Background information
- Born: Stefan Zdravković 29 September 1993 (age 32) Vranje, Serbia, FR Yugoslavia
- Occupation: Singer;
- Instruments: Vocals; guitar; drums;
- Years active: 2016–present

= Princ od Vranje =

Serbian singer (born 1993)

Stefan Zdravković (Стефан Здравковић; born 29 September 1993), known professionally as Princ od Vranje (Принц од Врање) or simply Princ, is a Serbian singer. He represented Serbia in the Eurovision Song Contest 2025 with the song "Mila".

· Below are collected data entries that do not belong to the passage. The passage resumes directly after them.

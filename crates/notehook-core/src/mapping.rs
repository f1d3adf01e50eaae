//! Note -> handler mapping snapshots
//!
//! A [`NoteMap`] is built once from configuration and never mutated. The
//! [`MappingCell`] publishes whole maps atomically: the real-time thread
//! always dereferences exactly one complete snapshot, and replacing the map
//! never exposes a half-built table.

use crate::job::HandlerPath;
use arc_swap::{ArcSwap, Guard};
use std::collections::BTreeMap;
use std::path::PathBuf;
use std::sync::{Arc, Mutex};

/// Number of addressable MIDI notes
pub const NOTE_COUNT: usize = 128;

/// Immutable note (0-127) to handler table
#[derive(Debug, Clone)]
pub struct NoteMap {
    slots: Box<[Option<HandlerPath>]>,
    len: usize,
}

impl NoteMap {
    /// Map with no entries: nothing ever triggers
    pub fn empty() -> Self {
        Self {
            slots: vec![None; NOTE_COUNT].into_boxed_slice(),
            len: 0,
        }
    }

    /// Build a map from resolved configuration entries
    ///
    /// Notes above 127 are ignored.
    pub fn from_entries<I>(entries: I) -> Self
    where
        I: IntoIterator<Item = (u8, PathBuf)>,
    {
        let mut map = Self::empty();
        for (note, path) in entries {
            let Some(slot) = map.slots.get_mut(note as usize) else {
                continue;
            };
            if slot.is_none() {
                map.len += 1;
            }
            *slot = Some(HandlerPath::from(path));
        }
        map
    }

    /// Handler for a note, if mapped
    #[inline]
    pub fn get(&self, note: u8) -> Option<&HandlerPath> {
        self.slots.get(note as usize).and_then(Option::as_ref)
    }

    /// Number of mapped notes
    pub fn len(&self) -> usize {
        self.len
    }

    pub fn is_empty(&self) -> bool {
        self.len == 0
    }

    /// Iterate mapped notes in ascending order
    pub fn iter(&self) -> impl Iterator<Item = (u8, &HandlerPath)> + '_ {
        self.slots
            .iter()
            .enumerate()
            .filter_map(|(note, slot)| slot.as_ref().map(|path| (note as u8, path)))
    }
}

impl Default for NoteMap {
    fn default() -> Self {
        Self::empty()
    }
}

impl From<&BTreeMap<u8, PathBuf>> for NoteMap {
    fn from(entries: &BTreeMap<u8, PathBuf>) -> Self {
        Self::from_entries(entries.iter().map(|(note, path)| (*note, path.clone())))
    }
}

/// Atomically replaceable [`NoteMap`] handle
///
/// Shared read-only between the session (publisher) and the real-time
/// processor (reader) through `Arc<MappingCell>`.
pub struct MappingCell {
    current: ArcSwap<NoteMap>,
    /// Replaced snapshots that may still be referenced by a reader's guard.
    /// Only the publisher frees them, once the cell holds the last reference.
    retired: Mutex<Vec<Arc<NoteMap>>>,
}

impl MappingCell {
    pub fn new(map: NoteMap) -> Self {
        Self {
            current: ArcSwap::from_pointee(map),
            retired: Mutex::new(Vec::new()),
        }
    }

    /// Current snapshot (wait-free, no allocation once the thread is warmed up)
    #[inline]
    pub fn snapshot(&self) -> Guard<Arc<NoteMap>> {
        self.current.load()
    }

    /// Current snapshot as an owned handle (non-real-time callers)
    pub fn load_full(&self) -> Arc<NoteMap> {
        self.current.load_full()
    }

    /// Publish a new snapshot, replacing the whole map at once
    ///
    /// Must not be called from the real-time thread. Retired snapshots no
    /// longer held by any reader are freed here, on the publishing thread.
    pub fn publish(&self, map: NoteMap) {
        // swap() turns outstanding reader debts on the old map into real
        // references, so strong_count sees every guard still alive
        let previous = self.current.swap(Arc::new(map));
        let mut retired = match self.retired.lock() {
            Ok(retired) => retired,
            Err(poisoned) => poisoned.into_inner(),
        };
        retired.push(previous);
        retired.retain(|map| Arc::strong_count(map) > 1);
    }

    /// Number of replaced snapshots still waiting for readers to let go
    pub fn retired_len(&self) -> usize {
        match self.retired.lock() {
            Ok(retired) => retired.len(),
            Err(poisoned) => poisoned.into_inner().len(),
        }
    }
}

impl Default for MappingCell {
    fn default() -> Self {
        Self::new(NoteMap::empty())
    }
}

#[cfg(test)]
mod tests {
    use super::*;
    use std::path::Path;
    use std::sync::atomic::{AtomicBool, Ordering};
    use std::thread;

    fn entries(pairs: &[(u8, &str)]) -> Vec<(u8, PathBuf)> {
        pairs.iter().map(|(n, p)| (*n, PathBuf::from(p))).collect()
    }

    #[test]
    fn test_lookup() {
        let map = NoteMap::from_entries(entries(&[(60, "/a"), (61, "/b")]));
        assert_eq!(map.len(), 2);
        assert_eq!(map.get(60).map(|p| p.as_ref()), Some(Path::new("/a")));
        assert_eq!(map.get(61).map(|p| p.as_ref()), Some(Path::new("/b")));
        assert!(map.get(62).is_none());
        assert!(map.get(200).is_none());
    }

    #[test]
    fn test_duplicate_note_replaces_entry() {
        let map = NoteMap::from_entries(entries(&[(60, "/a"), (60, "/c")]));
        assert_eq!(map.len(), 1);
        assert_eq!(map.get(60).map(|p| p.as_ref()), Some(Path::new("/c")));
    }

    #[test]
    fn test_out_of_range_note_ignored() {
        let map = NoteMap::from_entries(entries(&[(128, "/a"), (255, "/b")]));
        assert!(map.is_empty());
    }

    #[test]
    fn test_iter_in_note_order() {
        let map = NoteMap::from_entries(entries(&[(61, "/b"), (12, "/a")]));
        let notes: Vec<u8> = map.iter().map(|(n, _)| n).collect();
        assert_eq!(notes, vec![12, 61]);
    }

    #[test]
    fn test_publish_replaces_snapshot() {
        let cell = MappingCell::default();
        assert!(cell.snapshot().is_empty());

        cell.publish(NoteMap::from_entries(entries(&[(60, "/a")])));
        assert_eq!(cell.snapshot().len(), 1);

        cell.publish(NoteMap::empty());
        assert!(cell.snapshot().is_empty());
    }

    #[test]
    fn test_guard_held_across_publishes_is_never_last_owner() {
        let cell = MappingCell::new(NoteMap::from_entries(entries(&[(60, "/a")])));

        let guard = cell.snapshot();
        cell.publish(NoteMap::empty());
        cell.publish(NoteMap::empty());
        cell.publish(NoteMap::empty());

        // The cell still owns the old map, so dropping the guard cannot free it
        assert!(Arc::strong_count(&*guard) >= 2);
        assert_eq!(guard.get(60).map(|p| p.as_ref()), Some(Path::new("/a")));
        assert_eq!(cell.retired_len(), 1);

        drop(guard);
        cell.publish(NoteMap::empty());
        assert_eq!(cell.retired_len(), 0);
    }

    #[test]
    fn test_unreferenced_snapshots_freed_on_publish() {
        let cell = MappingCell::default();
        for _ in 0..10 {
            cell.publish(NoteMap::empty());
        }
        assert_eq!(cell.retired_len(), 0);
    }

    #[test]
    fn test_readers_never_see_partial_snapshot() {
        // Two maps that are each internally consistent: every note in
        // 0..64 points at the same handler.
        let map_a = NoteMap::from_entries((0..64).map(|n| (n, PathBuf::from("/a"))));
        let map_b = NoteMap::from_entries((0..64).map(|n| (n, PathBuf::from("/b"))));

        let cell = Arc::new(MappingCell::new(map_a.clone()));
        let done = Arc::new(AtomicBool::new(false));

        let reader = {
            let cell = cell.clone();
            let done = done.clone();
            thread::spawn(move || {
                let mut checks = 0u64;
                loop {
                    let snapshot = cell.snapshot();
                    let first = snapshot.get(0).cloned();
                    assert!(first.is_some());
                    for note in 0..64 {
                        assert_eq!(snapshot.get(note).cloned(), first);
                    }
                    checks += 1;
                    if done.load(Ordering::Relaxed) {
                        break checks;
                    }
                }
            })
        };

        for i in 0..2000 {
            let next = if i % 2 == 0 { map_b.clone() } else { map_a.clone() };
            cell.publish(next);
        }
        done.store(true, Ordering::Relaxed);

        let checks = reader.join().unwrap();
        assert!(checks > 0);
    }
}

==Early life and education==
Stefan Zdravković was born in Vranje, and has lived in Belgrade since 2002. He was the Serbian national champion and vice-champion in karate, and also competed for the national team. In high school, at the age of 15, he began to play music, when he founded the band Šesta Žica with his friends. He is a philologist by profession, having graduated from the Department of Scandinavian Languages, Literature and Culture, Norwegian Language, at the University of Belgrade Faculty of Philology.

==Career==
===2016–2021: Early career===
Zdravković sings, plays the guitar and drums. Since 2016, he has been the lead singer of the band Sisyphus. In 2020, he was cast in the lead role in the rock opera Jesus Christ Superstar by Andrew Lloyd Webber and Tim Rice, organized by the Cultural Center of the Student City.

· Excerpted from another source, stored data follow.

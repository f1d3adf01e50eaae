//! Handler invocation with a bounded wait
//!
//! The worker only needs "run program P for this job and wait at most T".
//! [`HandlerInvoker`] is that capability; [`ProcessInvoker`] implements it
//! with a child process.

use crate::job::JobDescriptor;
use serde::{Deserialize, Serialize};
use std::path::PathBuf;
use std::process::{Child, Command, Stdio};
use std::thread;
use std::time::{Duration, Instant};
use thiserror::Error;

/// How often a running handler is polled for exit
const POLL_INTERVAL: Duration = Duration::from_millis(5);

/// Result of a finished invocation
#[derive(Debug, Clone, Copy, PartialEq, Eq)]
pub enum Invocation {
    /// Handler exited on its own (exit code if the platform reports one)
    Completed { code: Option<i32> },
    /// Handler was still running when the timeout expired
    TimedOut,
}

/// Errors that can occur while invoking a handler
#[derive(Error, Debug)]
pub enum InvokeError {
    /// The program could not be started
    #[error("Failed to launch {program:?}: {source}")]
    Launch {
        program: PathBuf,
        #[source]
        source: std::io::Error,
    },

    /// Waiting on the running program failed
    #[error("Failed to wait for handler: {0}")]
    Wait(#[from] std::io::Error),
}

/// What to do with a handler that outlives its timeout
#[derive(Debug, Clone, Copy, Default, PartialEq, Eq, Serialize, Deserialize)]
#[serde(rename_all = "snake_case")]
pub enum TimeoutPolicy {
    /// Kill the process and reap it
    #[default]
    Kill,
    /// Leave it running; it is reaped on a later invocation once it exits
    Detach,
}

/// Capability to run one job's handler with a bounded wait
///
/// Runs on the dispatch worker thread only. Implementations must return
/// within roughly `timeout` of being called.
pub trait HandlerInvoker: Send + 'static {
    fn invoke(
        &mut self,
        job: &JobDescriptor,
        timeout: Duration,
    ) -> Result<Invocation, InvokeError>;
}

/// Runs handlers as child processes
///
/// Command line: `<executable> <handler> --note N --vel V --chan C --time T`.
/// With an empty executable the handler itself is executed. Output is
/// discarded.
pub struct ProcessInvoker {
    executable: Option<PathBuf>,
    policy: TimeoutPolicy,
    /// Timed-out children left running under [`TimeoutPolicy::Detach`]
    detached: Vec<Child>,
}

impl ProcessInvoker {
    /// Create an invoker that runs handlers through `executable`
    /// (e.g. `python3`); an empty string runs handlers directly
    pub fn new(executable: &str, policy: TimeoutPolicy) -> Self {
        let executable = executable.trim();
        Self {
            executable: (!executable.is_empty()).then(|| PathBuf::from(executable)),
            policy,
            detached: Vec::new(),
        }
    }

    /// Number of detached handlers still running
    pub fn detached_count(&mut self) -> usize {
        self.reap_detached();
        self.detached.len()
    }

    fn command(&self, job: &JobDescriptor) -> Command {
        let mut command = match &self.executable {
            Some(executable) => {
                let mut command = Command::new(executable);
                command.arg(job.handler.as_ref());
                command
            }
            None => Command::new(job.handler.as_ref()),
        };
        command
            .args(job.arguments())
            .stdin(Stdio::null())
            .stdout(Stdio::null())
            .stderr(Stdio::null());

        // Own process group, so a timeout can take down everything the handler started
        #[cfg(unix)]
        {
            use std::os::unix::process::CommandExt;
            command.process_group(0);
        }

        command
    }

    fn reap_detached(&mut self) {
        self.detached
            .retain_mut(|child| matches!(child.try_wait(), Ok(None)));
    }

    fn abandon(&mut self, mut child: Child) {
        match self.policy {
            TimeoutPolicy::Kill => {
                #[cfg(unix)]
                kill_process_group(&child);
                if let Err(e) = child.kill() {
                    log::debug!("Handler kill failed (already exited?): {}", e);
                }
                // Reap to avoid leaving a zombie behind
                let _ = child.wait();
            }
            TimeoutPolicy::Detach => self.detached.push(child),
        }
    }
}

/// SIGKILL the handler's process group (its pgid is its own pid)
#[cfg(unix)]
fn kill_process_group(child: &Child) {
    let Ok(pgid) = libc::pid_t::try_from(child.id()) else {
        return;
    };
    // SAFETY: plain syscall; a negative pid addresses the process group
    let result = unsafe { libc::kill(-pgid, libc::SIGKILL) };
    if result != 0 {
        log::debug!(
            "Handler process group {} kill failed: {}",
            pgid,
            std::io::Error::last_os_error()
        );
    }
}

impl HandlerInvoker for ProcessInvoker {
    fn invoke(
        &mut self,
        job: &JobDescriptor,
        timeout: Duration,
    ) -> Result<Invocation, InvokeError> {
        self.reap_detached();

        let program = self
            .executable
            .clone()
            .unwrap_or_else(|| job.handler.to_path_buf());

        let mut child = self
            .command(job)
            .spawn()
            .map_err(|source| InvokeError::Launch { program, source })?;

        let start = Instant::now();
        loop {
            match child.try_wait() {
                Ok(Some(status)) => {
                    return Ok(Invocation::Completed {
                        code: status.code(),
                    })
                }
                Ok(None) => {
                    let elapsed = start.elapsed();
                    if elapsed >= timeout {
                        self.abandon(child);
                        return Ok(Invocation::TimedOut);
                    }
                    thread::sleep(POLL_INTERVAL.min(timeout - elapsed));
                }
                Err(e) => {
                    self.abandon(child);
                    return Err(InvokeError::Wait(e));
                }
            }
        }
    }
}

He has participated in many festivals, such as the Slavyanski Bazaar in Belarus. He is the winner of the International Music Competition "River Notes" in Bulgaria, and also won one of the largest music festivals in Malta. In addition to the aforementioned, he has also participated in festivals in Kazakhstan, Lithuania, Italy and Spain. He wrote the song "Lepo moje Vranje", which was sung by his friend Đorđe Popović. In Glasat na Bulgaria, out of 4,000 applicants, he entered the top 12, i.e. the semi-finals, in 2021.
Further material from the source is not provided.